A recent survey by the American Academy of Dermatology showed that only 13% of Americans plan to use sun protection when going for walks or hikes in cold weather.
Not a small number of people believe that sun protection is needed only during the warm weather months. especially at the beach.
They are mistaken, according to a news release from the American Academy of Dermatology (AAD)
“Many people don’t realize that you need to use sun protection in the winter,” said Dawn Davis, M.D., a dermatologist and professor of dermatology at Mayo Clinic Rochester, said in the news release. “It’s easy to get sunburned during colder months because snow reflects the sun’s damaging rays.”

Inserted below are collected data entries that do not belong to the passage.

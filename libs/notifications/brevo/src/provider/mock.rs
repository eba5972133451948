//! Mock Brevo API for testing

use super::{CreateSmtpEmail, SendSmtpEmail, TransactionalEmailApi};
use crate::error::{ApiError, ClientError};
use async_trait::async_trait;
use std::sync::atomic::{AtomicU32, Ordering};
use std::sync::Arc;
use tokio::sync::Mutex;

#[derive(Debug, Clone)]
enum Behavior {
    Succeed,
    /// Fail with an API error; `None` means forever
    ApiError {
        error: ApiError,
        times: Option<u32>,
    },
    /// Fail with a non-API error
    Unexpected(String),
}

/// Mock API that captures sent emails.
///
/// Clones share the captured state, so a test can keep one handle and pass
/// another to the code under test.
#[derive(Debug, Clone)]
pub struct MockTransactionalApi {
    sent: Arc<Mutex<Vec<SendSmtpEmail>>>,
    attempts: Arc<AtomicU32>,
    behavior: Behavior,
}

impl MockTransactionalApi {
    /// Create a mock that accepts everything
    pub fn new() -> Self {
        Self::with_behavior(Behavior::Succeed)
    }

    /// Create a mock that always fails with an API error
    pub fn failing(status: u16, message: impl Into<String>) -> Self {
        Self::with_behavior(Behavior::ApiError {
            error: ApiError::new(Some(status), message),
            times: None,
        })
    }

    /// Create a mock whose first `times` calls fail with an API error
    pub fn failing_times(times: u32, status: u16, message: impl Into<String>) -> Self {
        Self::with_behavior(Behavior::ApiError {
            error: ApiError::new(Some(status), message),
            times: Some(times),
        })
    }

    /// Create a mock that fails with an error that is not an API error
    pub fn unexpected(message: impl Into<String>) -> Self {
        Self::with_behavior(Behavior::Unexpected(message.into()))
    }

    fn with_behavior(behavior: Behavior) -> Self {
        Self {
            sent: Arc::new(Mutex::new(Vec::new())),
            attempts: Arc::new(AtomicU32::new(0)),
            behavior,
        }
    }

    /// Get all accepted emails
    pub async fn sent_emails(&self) -> Vec<SendSmtpEmail> {
        self.sent.lock().await.clone()
    }

    /// Get the count of accepted emails
    pub async fn sent_count(&self) -> usize {
        self.sent.lock().await.len()
    }

    /// Calls made so far, failed ones included
    pub fn attempts(&self) -> u32 {
        self.attempts.load(Ordering::SeqCst)
    }

    /// Check if an email was accepted for a specific address
    pub async fn was_sent_to(&self, email: &str) -> bool {
        self.sent
            .lock()
            .await
            .iter()
            .any(|e| e.to.iter().any(|to| to.email == email))
    }
}

impl Default for MockTransactionalApi {
    fn default() -> Self {
        Self::new()
    }
}

#[async_trait]
impl TransactionalEmailApi for MockTransactionalApi {
    async fn send_transac_email(
        &self,
        email: &SendSmtpEmail,
    ) -> Result<CreateSmtpEmail, ClientError> {
        let attempt = self.attempts.fetch_add(1, Ordering::SeqCst) + 1;

        match &self.behavior {
            Behavior::ApiError { error, times } if times.map_or(true, |n| attempt <= n) => {
                return Err(error.clone().into());
            }
            Behavior::Unexpected(message) => {
                return Err(ClientError::Config(message.clone()));
            }
            _ => {}
        }

        let mut sent = self.sent.lock().await;
        sent.push(email.clone());

        Ok(CreateSmtpEmail {
            message_id: format!("<mock-{}@smtp-relay.mailin.fr>", sent.len()),
        })
    }

    fn name(&self) -> &'static str {
        "mock"
    }
}
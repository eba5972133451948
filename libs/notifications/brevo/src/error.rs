//! Error types for the Brevo mailer.

use core_config::ConfigError;
use job_runner::QueueError;
use thiserror::Error;

/// Result type for mailer operations.
pub type MailerResult<T> = Result<T, MailerError>;

/// Errors raised while preparing or dispatching an email.
#[derive(Debug, Error)]
pub enum MailerError {
    /// Settings could not be loaded
    #[error("configuration error: {0}")]
    Config(#[from] ConfigError),

    /// The delivery job could not be queued
    #[error("failed to enqueue delivery: {0}")]
    Queue(#[from] QueueError),

    /// The API client could not be created
    #[error(transparent)]
    Client(#[from] ClientError),
}

/// Failure reported by the Brevo API or the transport in front of it.
///
/// This is the error kind deliveries are retried on.
#[derive(Debug, Clone, PartialEq, Eq, Error)]
#[error("Brevo API error{}: {message}", status_suffix(.status))]
pub struct ApiError {
    /// HTTP status, when a response was received
    pub status: Option<u16>,
    pub message: String,
}

impl ApiError {
    pub fn new(status: Option<u16>, message: impl Into<String>) -> Self {
        Self {
            status,
            message: message.into(),
        }
    }
}

fn status_suffix(status: &Option<u16>) -> String {
    status.map(|s| format!(" ({s})")).unwrap_or_default()
}

/// Errors from a `TransactionalEmailApi` implementation.
#[derive(Debug, Error)]
pub enum ClientError {
    /// API-level or transport-level failure
    #[error(transparent)]
    Api(#[from] ApiError),

    /// Request or response body could not be (de)serialized
    #[error("serialization error: {0}")]
    Serialization(#[from] serde_json::Error),

    /// Client misconfiguration
    #[error("client configuration error: {0}")]
    Config(String),

    /// An accepted request whose response could not be read
    #[error("unreadable response: {0}")]
    Response(String),
}
//! Job queues
//!
//! `JobQueue` is the producer side used by dispatchers and by the worker when it
//! reschedules a job. `MemoryQueue` is an in-process implementation backed by a
//! bounded tokio channel. Jobs cross it as JSON, so whatever the worker executes
//! is exactly what survives a serialization round trip.
//!
//! Delayed jobs stay registered with the queue until they are delivered, so a
//! stopping worker can take back the ones that never became due.

use crate::config::WorkerConfig;
use crate::error::QueueError;
use crate::job::Job;
use async_trait::async_trait;
use std::collections::HashMap;
use std::marker::PhantomData;
use std::sync::Arc;
use std::time::Duration;
use tokio::sync::{Mutex, mpsc};
use tracing::{debug, warn};

/// Producer side of a job queue.
#[async_trait]
pub trait JobQueue<J: Job>: Send + Sync {
    /// Enqueue a job for immediate execution. Returns the job ID.
    async fn enqueue(&self, job: &J) -> Result<String, QueueError>;

    /// Enqueue a job to become available after `delay`. Returns the job ID.
    async fn enqueue_in(&self, job: &J, delay: Duration) -> Result<String, QueueError>;

    /// Cancel every delayed job that has not been delivered yet and return them.
    async fn take_scheduled(&self) -> Result<Vec<J>, QueueError>;

    /// Queue name.
    fn name(&self) -> &str;
}

/// Delayed payloads not yet handed to the channel
#[derive(Default)]
struct Scheduled {
    next_token: u64,
    pending: HashMap<u64, String>,
}

/// In-process queue.
pub struct MemoryQueue<J> {
    name: String,
    tx: mpsc::Sender<String>,
    scheduled: Arc<Mutex<Scheduled>>,
    _phantom: PhantomData<fn() -> J>,
}

impl<J: Job> MemoryQueue<J> {
    /// Create a queue and the receiver the worker consumes from.
    pub fn new(config: &WorkerConfig) -> (Self, QueueReceiver<J>) {
        let (tx, rx) = mpsc::channel(config.queue_capacity);

        let queue = Self {
            name: config.queue_name.clone(),
            tx,
            scheduled: Arc::new(Mutex::new(Scheduled::default())),
            _phantom: PhantomData,
        };
        let receiver = QueueReceiver {
            name: config.queue_name.clone(),
            rx,
            _phantom: PhantomData,
        };

        (queue, receiver)
    }

    fn closed(&self) -> QueueError {
        QueueError::Closed(self.name.clone())
    }
}

impl<J> Clone for MemoryQueue<J> {
    fn clone(&self) -> Self {
        Self {
            name: self.name.clone(),
            tx: self.tx.clone(),
            scheduled: Arc::clone(&self.scheduled),
            _phantom: PhantomData,
        }
    }
}

#[async_trait]
impl<J: Job> JobQueue<J> for MemoryQueue<J> {
    async fn enqueue(&self, job: &J) -> Result<String, QueueError> {
        let payload = serde_json::to_string(job)?;
        self.tx.send(payload).await.map_err(|_| self.closed())?;

        debug!(queue = %self.name, job_id = %job.job_id(), "Enqueued job");
        Ok(job.job_id())
    }

    async fn enqueue_in(&self, job: &J, delay: Duration) -> Result<String, QueueError> {
        // Snapshot now so later mutations of `job` cannot leak into the retry.
        let payload = serde_json::to_string(job)?;
        if self.tx.is_closed() {
            return Err(self.closed());
        }

        let job_id = job.job_id();
        let token = {
            let mut scheduled = self.scheduled.lock().await;
            let token = scheduled.next_token;
            scheduled.next_token += 1;
            scheduled.pending.insert(token, payload);
            token
        };

        let tx = self.tx.clone();
        let scheduled = Arc::clone(&self.scheduled);
        let name = self.name.clone();
        let scheduled_id = job_id.clone();

        tokio::spawn(async move {
            tokio::time::sleep(delay).await;

            // Held across the send so `take_scheduled` never misses a job in transit.
            let mut scheduled = scheduled.lock().await;
            let Some(payload) = scheduled.pending.remove(&token) else {
                debug!(queue = %name, job_id = %scheduled_id, "Scheduled job was cancelled");
                return;
            };
            if tx.send(payload).await.is_err() {
                warn!(queue = %name, job_id = %scheduled_id, "Queue closed before scheduled job became due");
            }
        });

        debug!(
            queue = %self.name,
            job_id = %job_id,
            delay_ms = %delay.as_millis(),
            "Scheduled job"
        );
        Ok(job_id)
    }

    async fn take_scheduled(&self) -> Result<Vec<J>, QueueError> {
        let pending = {
            let mut scheduled = self.scheduled.lock().await;
            let mut pending: Vec<(u64, String)> = scheduled.pending.drain().collect();
            pending.sort_by_key(|(token, _)| *token);
            pending
        };

        pending
            .into_iter()
            .map(|(_, payload)| serde_json::from_str(&payload).map_err(QueueError::from))
            .collect()
    }

    fn name(&self) -> &str {
        &self.name
    }
}

/// Consumer side of a `MemoryQueue`.
pub struct QueueReceiver<J> {
    name: String,
    rx: mpsc::Receiver<String>,
    _phantom: PhantomData<fn() -> J>,
}

impl<J: Job> QueueReceiver<J> {
    /// Wait for the next job.
    ///
    /// Returns `None` once every producer (including pending scheduled jobs) is gone.
    pub async fn recv(&mut self) -> Option<Result<J, QueueError>> {
        let payload = self.rx.recv().await?;
        Some(serde_json::from_str(&payload).map_err(QueueError::from))
    }

    /// Take the next job if one is ready right now.
    pub fn try_recv(&mut self) -> Option<Result<J, QueueError>> {
        let payload = self.rx.try_recv().ok()?;
        Some(serde_json::from_str(&payload).map_err(QueueError::from))
    }

    /// Queue name.
    pub fn name(&self) -> &str {
        &self.name
    }
}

A recent AAD survey showed that only 13% of Americans plan to use sun protection when going for walks or hikes in cold weather. Even fewer — 4%— plan for it when shoveling snow, and only 6% during outdoor games, exercise or sports in cold weather. According to the survey, just 1 in 7 Americans are unaware that the sun’s ultraviolet rays are reflected by snow, water and sand.
Skin cancer is one of the most common yet preventable forms of cancer, according to the news release. At least 1 in 5 Americans will develop skin cancer during their lifetime and exposure to ultraviolet light from the sun is the most modifiable risk factor for skin cancer, including melanoma, the deadliest form of skin cancer. According to the American Cancer Society, invasive melanoma accounts for only 1% of all skin cancer cases but the majority of deaths. The society projects that in 2024, an estimated 100,640 new cases of invasive and 99,700 cases of in situ melanoma will be diagnosed in the U.S. and almost 8,300people will die from the disease.
Davis’ recommendations for reducing sun exposure include seeking shade between 10 a.m. and 2 p.m., wearing sun-protective clothing (long-sleeved shirts, wide-brimmed hats, sunglasses) and applying broad-spectrum, water-resistant sunscreen with an SPF rating of 30 or higher to all skin not covered by clothing.